**Problem requirements**
Please return the material exactly; leave no entry out.

**Extracted material**
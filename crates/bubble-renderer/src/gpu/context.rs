use std::sync::Arc;
use winit::window::Window;

use super::types::{PhysicalSize, RendererError};

/// Device, queue, and the configured window surface.
pub struct GpuContext {
    pub device: wgpu::Device,
    pub queue: wgpu::Queue,
    pub surface: wgpu::Surface<'static>,
    pub surface_config: wgpu::SurfaceConfiguration,
    pub size: PhysicalSize,
    pub scale_factor: f64,
}

impl GpuContext {
    /// Initialize wgpu: create instance, surface, adapter, device, and configure
    /// the surface for rendering.
    pub async fn new(window: Arc<Window>) -> Result<Self, RendererError> {
        let inner_size = window.inner_size();
        let scale_factor = window.scale_factor();

        let width = inner_size.width.max(1);
        let height = inner_size.height.max(1);

        // 1. Create Instance with default backends
        let instance = wgpu::Instance::new(&wgpu::InstanceDescriptor::default());

        // 2. Create surface from window
        let surface = instance
            .create_surface(window)
            .map_err(|e| RendererError::SurfaceError(e.to_string()))?;

        // 3. Request adapter (prefer high-performance GPU, fallback to software)
        let adapter = instance
            .request_adapter(&wgpu::RequestAdapterOptions {
                power_preference: wgpu::PowerPreference::HighPerformance,
                force_fallback_adapter: false,
                compatible_surface: Some(&surface),
            })
            .await;

        let adapter = match adapter {
            Some(a) => a,
            None => {
                tracing::warn!("No hardware GPU adapter found, trying software fallback");
                instance
                    .request_adapter(&wgpu::RequestAdapterOptions {
                        power_preference: wgpu::PowerPreference::LowPower,
                        force_fallback_adapter: true,
                        compatible_surface: Some(&surface),
                    })
                    .await
                    .ok_or(RendererError::AdapterNotFound)?
            }
        };

        let adapter_info = adapter.get_info();
        tracing::info!(
            "GPU adapter: {} ({:?}, {:?})",
            adapter_info.name,
            adapter_info.device_type,
            adapter_info.backend,
        );

        // 4. Request device with default limits
        let (device, queue) = adapter
            .request_device(
                &wgpu::DeviceDescriptor {
                    label: Some("bubble-renderer device"),
                    required_features: wgpu::Features::empty(),
                    required_limits: wgpu::Limits::default(),
                    memory_hints: wgpu::MemoryHints::default(),
                },
                None,
            )
            .await?;

        // 5. Prefer an sRGB surface so the linear scene is encoded on write
        let surface_caps = surface.get_capabilities(&adapter);
        let format = surface_caps
            .formats
            .iter()
            .copied()
            .find(|f| f.is_srgb())
            .or_else(|| surface_caps.formats.first().copied())
            .unwrap_or(wgpu::TextureFormat::Bgra8UnormSrgb);
        tracing::info!(
            "Surface format: {format:?} (available: {:?})",
            surface_caps.formats
        );

        let surface_config = wgpu::SurfaceConfiguration {
            usage: wgpu::TextureUsages::RENDER_ATTACHMENT,
            format,
            width,
            height,
            present_mode: wgpu::PresentMode::Fifo,
            desired_maximum_frame_latency: 2,
            alpha_mode: wgpu::CompositeAlphaMode::Auto,
            view_formats: vec![],
        };
        surface.configure(&device, &surface_config);

        Ok(Self {
            device,
            queue,
            surface,
            surface_config,
            size: PhysicalSize { width, height },
            scale_factor,
        })
    }

    /// Reconfigure the surface after a window resize.
    pub fn resize(&mut self, width: u32, height: u32) {
        let width = width.max(1);
        let height = height.max(1);

        self.size = PhysicalSize { width, height };
        self.surface_config.width = width;
        self.surface_config.height = height;
        self.surface.configure(&self.device, &self.surface_config);
    }

    /// Get the next frame's surface texture.
    pub fn current_texture(&self) -> Result<wgpu::SurfaceTexture, wgpu::SurfaceError> {
        self.surface.get_current_texture()
    }

    /// Return the surface texture format.
    pub fn format(&self) -> wgpu::TextureFormat {
        self.surface_config.format
    }
}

**Written response**
filename crates/bubble-renderer/src/gpu/context.rs
use std::sync::Arc;
use winit::window::Window;

use super::types::{PhysicalSize, RendererError};

/// Device, queue, and the configured window surface.
pub struct GpuContext {
    pub device: wgpu::Device,
    pub queue: wgpu::Queue,
    pub surface: wgpu::Surface<'static>,
    pub surface_config: wgpu::SurfaceConfiguration,
    pub size: PhysicalSize,
    pub scale_factor: f64,
}

impl GpuContext {
    /// Initialize wgpu: create instance, surface, adapter, device, and configure
    /// the surface for rendering.
    pub async fn new(window: Arc<Window>) -> Result<Self, RendererError> {
        let inner_size = window.inner_size();
        let scale_factor = window.scale_factor();

        let width = inner_size.width.max(1);
        let height = inner_size.height.max(1);

        // 1. Create Instance with default backends
        let instance = wgpu::Instance::new(&wgpu::InstanceDescriptor::default());

        // 2. Create surface from window
        let surface = instance
            .create_surface(window)
            .map_err(|e| RendererError::SurfaceError(e.to_string()))?;

        // 3. Request adapter (prefer high-performance GPU, fallback to software)
        let adapter = instance
            .request_adapter(&wgpu::RequestAdapterOptions {
                power_preference: wgpu::PowerPreference::HighPerformance,
                force_fallback_adapter: false,
                compatible_surface: Some(&surface),
            })
            .await;

        let adapter = match adapter {
            Some(a) => a,
            None => {
                tracing::warn!("No hardware GPU adapter found, trying software fallback");
                instance
                    .request_adapter(&wgpu::RequestAdapterOptions {
                        power_preference: wgpu::PowerPreference::LowPower,
                        force_fallback_adapter: true,
                        compatible_surface: Some(&surface),
                    })
                    .await
                    .ok_or(RendererError::AdapterNotFound)?
            }
        };

        let adapter_info = adapter.get_info();
        tracing::info!(
            "GPU adapter: {} ({:?}, {:?})",
            adapter_info.name,
            adapter_info.device_type,
            adapter_info.backend,
        );

        // 4. Request device with default limits
        let (device, queue) = adapter
            .request_device(
                &wgpu::DeviceDescriptor {
                    label: Some("bubble-renderer device"),
                    required_features: wgpu::Features::empty(),
                    required_limits: wgpu::Limits::default(),
                    memory_hints: wgpu::MemoryHints::default(),
                },
                None,
            )
            .await?;

        // 5. Prefer an sRGB surface so the linear scene is encoded on write
        let surface_caps = surface.get_capabilities(&adapter);
        let format = surface_caps
            .formats
            .iter()
            .copied()
            .find(|f| f.is_srgb())
            .or_else(|| surface_caps.formats.first().copied())
            .unwrap_or(wgpu::TextureFormat::Bgra8UnormSrgb);
        tracing::info!(
            "Surface format: {format:?} (available: {:?})",
            surface_caps.formats
        );

        let surface_config = wgpu::SurfaceConfiguration {
            usage: wgpu::TextureUsages::RENDER_ATTACHMENT,
            format,
            width,
            height,
            present_mode: wgpu::PresentMode::Fifo,
            desired_maximum_frame_latency: 2,
            alpha_mode: wgpu::CompositeAlphaMode::Auto,
            view_formats: vec![],
        };
        surface.configure(&device, &surface_config);

        Ok(Self {
            device,
            queue,
            surface,
            surface_config,
            size: PhysicalSize { width, height },
            scale_factor,
        })
    }

    /// Reconfigure the surface after a window resize.
    pub fn resize(&mut self, width: u32, height: u32) {
        let width = width.max(1);
        let height = height.max(1);

        self.size = PhysicalSize { width, height };
        self.surface_config.width = width;
        self.surface_config.height = height;
        self.surface.configure(&self.device, &self.surface_config);
    }

    /// Get the next frame's surface texture.
    pub fn current_texture(&self) -> Result<wgpu::SurfaceTexture, wgpu::SurfaceError> {
        self.surface.get_current_texture()
    }

    /// Return the surface texture format.
    pub fn format(&self) -> wgpu::TextureFormat {
        self.surface_config.format
    }
}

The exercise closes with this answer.